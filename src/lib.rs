//! Aggregation Dist
//!
//! Frame aggregation distributions for wireless packet captures.
//!
//! A capture is reduced to per-packet signals (arrival timestamps or
//! A-MPDU group identifiers), split into aggregation bursts, and the
//! burst sizes are binned into a histogram with an optional overflow
//! column.
//!
//! ## Getting Started
//!
//! ```bash
//! aggregation-dist analyze capture.pcap -o plots -n office -m 20
//! ```

pub mod aggregator;
pub mod commands;
pub mod output;
pub mod parser;
pub mod plot;
pub mod utils;
//! Error types for the entire application.
//!
//! We use `thiserror` for library-style errors with custom types,
//! and `anyhow` for application-level error propagation in main.rs and commands.

use thiserror::Error;

/// Errors raised by the aggregation core (run detection, statistics, binning)
#[derive(Error, Debug, Clone, PartialEq)]
pub enum AggregationError {
    #[error("Invalid configuration: {0}")]
    InvalidConfiguration(String),

    #[error("Distribution is empty: {0}")]
    EmptyDistribution(String),

    #[error("Malformed signal: {0}")]
    MalformedSignal(String),

    #[error("Signal sequence is empty")]
    EmptySignals,

    #[error("Run length at index {0} is zero")]
    ZeroRunLength(usize),
}

/// Errors that can occur while extracting signals from a capture
#[derive(Error, Debug)]
pub enum ParseError {
    #[error("Input file not found: {0}")]
    InputNotFound(String),

    #[error("JSON deserialization failed: {0}")]
    JsonError(#[from] serde_json::Error),

    #[error("Invalid capture format: {0}")]
    InvalidFormat(String),

    #[error("Unsupported input: {0}")]
    UnsupportedFormat(String),

    #[error(transparent)]
    Signal(#[from] AggregationError),

    #[error("IO error: {0}")]
    IoError(#[from] std::io::Error),
}

/// Errors that can occur during histogram rendering
#[derive(Error, Debug)]
pub enum PlotError {
    #[error("Histogram has no buckets to draw")]
    EmptyHistogram,

    #[error(transparent)]
    Aggregation(#[from] AggregationError),
}

/// Errors that can occur during file output
#[derive(Error, Debug)]
pub enum OutputError {
    #[error("Failed to write file: {0}")]
    WriteFailed(#[from] std::io::Error),

    #[error("Failed to serialize JSON: {0}")]
    SerializationFailed(#[from] serde_json::Error),

    #[error("Invalid output path: {0}")]
    InvalidPath(String),

    #[error("Output directory not found: {0}")]
    DirectoryNotFound(String),
}

/// Errors that can occur while loading an analysis config file
#[derive(Error, Debug)]
pub enum ConfigError {
    #[error("Failed to read config file: {0}")]
    ReadFailed(#[from] std::io::Error),

    #[error("Invalid config file: {0}")]
    InvalidToml(#[from] toml::de::Error),
}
---+---
* [EXERCISE PROMPT]:
Transcribe all entries word for word.

* [ANSWER BOX]:
filename src/lib.rs
//! Aggregation Dist
//!
//! Frame aggregation distributions for wireless packet captures.
//!
//! A capture is reduced to per-packet signals (arrival timestamps or
//! A-MPDU group identifiers), split into aggregation bursts, and the
//! burst sizes are binned into a histogram with an optional overflow
//! column.
//!
//! ## Getting Started
//!
//! ```bash
//! aggregation-dist analyze capture.pcap -o plots -n office -m 20
//! ```

pub mod aggregator;
pub mod commands;
pub mod output;
pub mod parser;
pub mod plot;
pub mod utils;
//! Error types for the entire application.
//!
//! We use `thiserror` for library-style errors with custom types,
//! and `anyhow` for application-level error propagation in main.rs and commands.

use thiserror::Error;

/// Errors raised by the aggregation core (run detection, statistics, binning)
#[derive(Error, Debug, Clone, PartialEq)]
pub enum AggregationError {
    #[error("Invalid configuration: {0}")]
    InvalidConfiguration(String),

    #[error("Distribution is empty: {0}")]
    EmptyDistribution(String),

    #[error("Malformed signal: {0}")]
    MalformedSignal(String),

    #[error("Signal sequence is empty")]
    EmptySignals,

    #[error("Run length at index {0} is zero")]
    ZeroRunLength(usize),
}

/// Errors that can occur while extracting signals from a capture
#[derive(Error, Debug)]
pub enum ParseError {
    #[error("Input file not found: {0}")]
    InputNotFound(String),

    #[error("JSON deserialization failed: {0}")]
    JsonError(#[from] serde_json::Error),

    #[error("Invalid capture format: {0}")]
    InvalidFormat(String),

    #[error("Unsupported input: {0}")]
    UnsupportedFormat(String),

    #[error(transparent)]
    Signal(#[from] AggregationError),

    #[error("IO error: {0}")]
    IoError(#[from] std::io::Error),
}

/// Errors that can occur during histogram rendering
#[derive(Error, Debug)]
pub enum PlotError {
    #[error("Histogram has no buckets to draw")]
    EmptyHistogram,

    #[error(transparent)]
    Aggregation(#[from] AggregationError),
}

/// Errors that can occur during file output
#[derive(Error, Debug)]
pub enum OutputError {
    #[error("Failed to write file: {0}")]
    WriteFailed(#[from] std::io::Error),

    #[error("Failed to serialize JSON: {0}")]
    SerializationFailed(#[from] serde_json::Error),

    #[error("Invalid output path: {0}")]
    InvalidPath(String),

    #[error("Output directory not found: {0}")]
    DirectoryNotFound(String),
}

/// Errors that can occur while loading an analysis config file
#[derive(Error, Debug)]
pub enum ConfigError {
    #[error("Failed to read config file: {0}")]
    ReadFailed(#[from] std::io::Error),

    #[error("Invalid config file: {0}")]
    InvalidToml(#[from] toml::de::Error),
}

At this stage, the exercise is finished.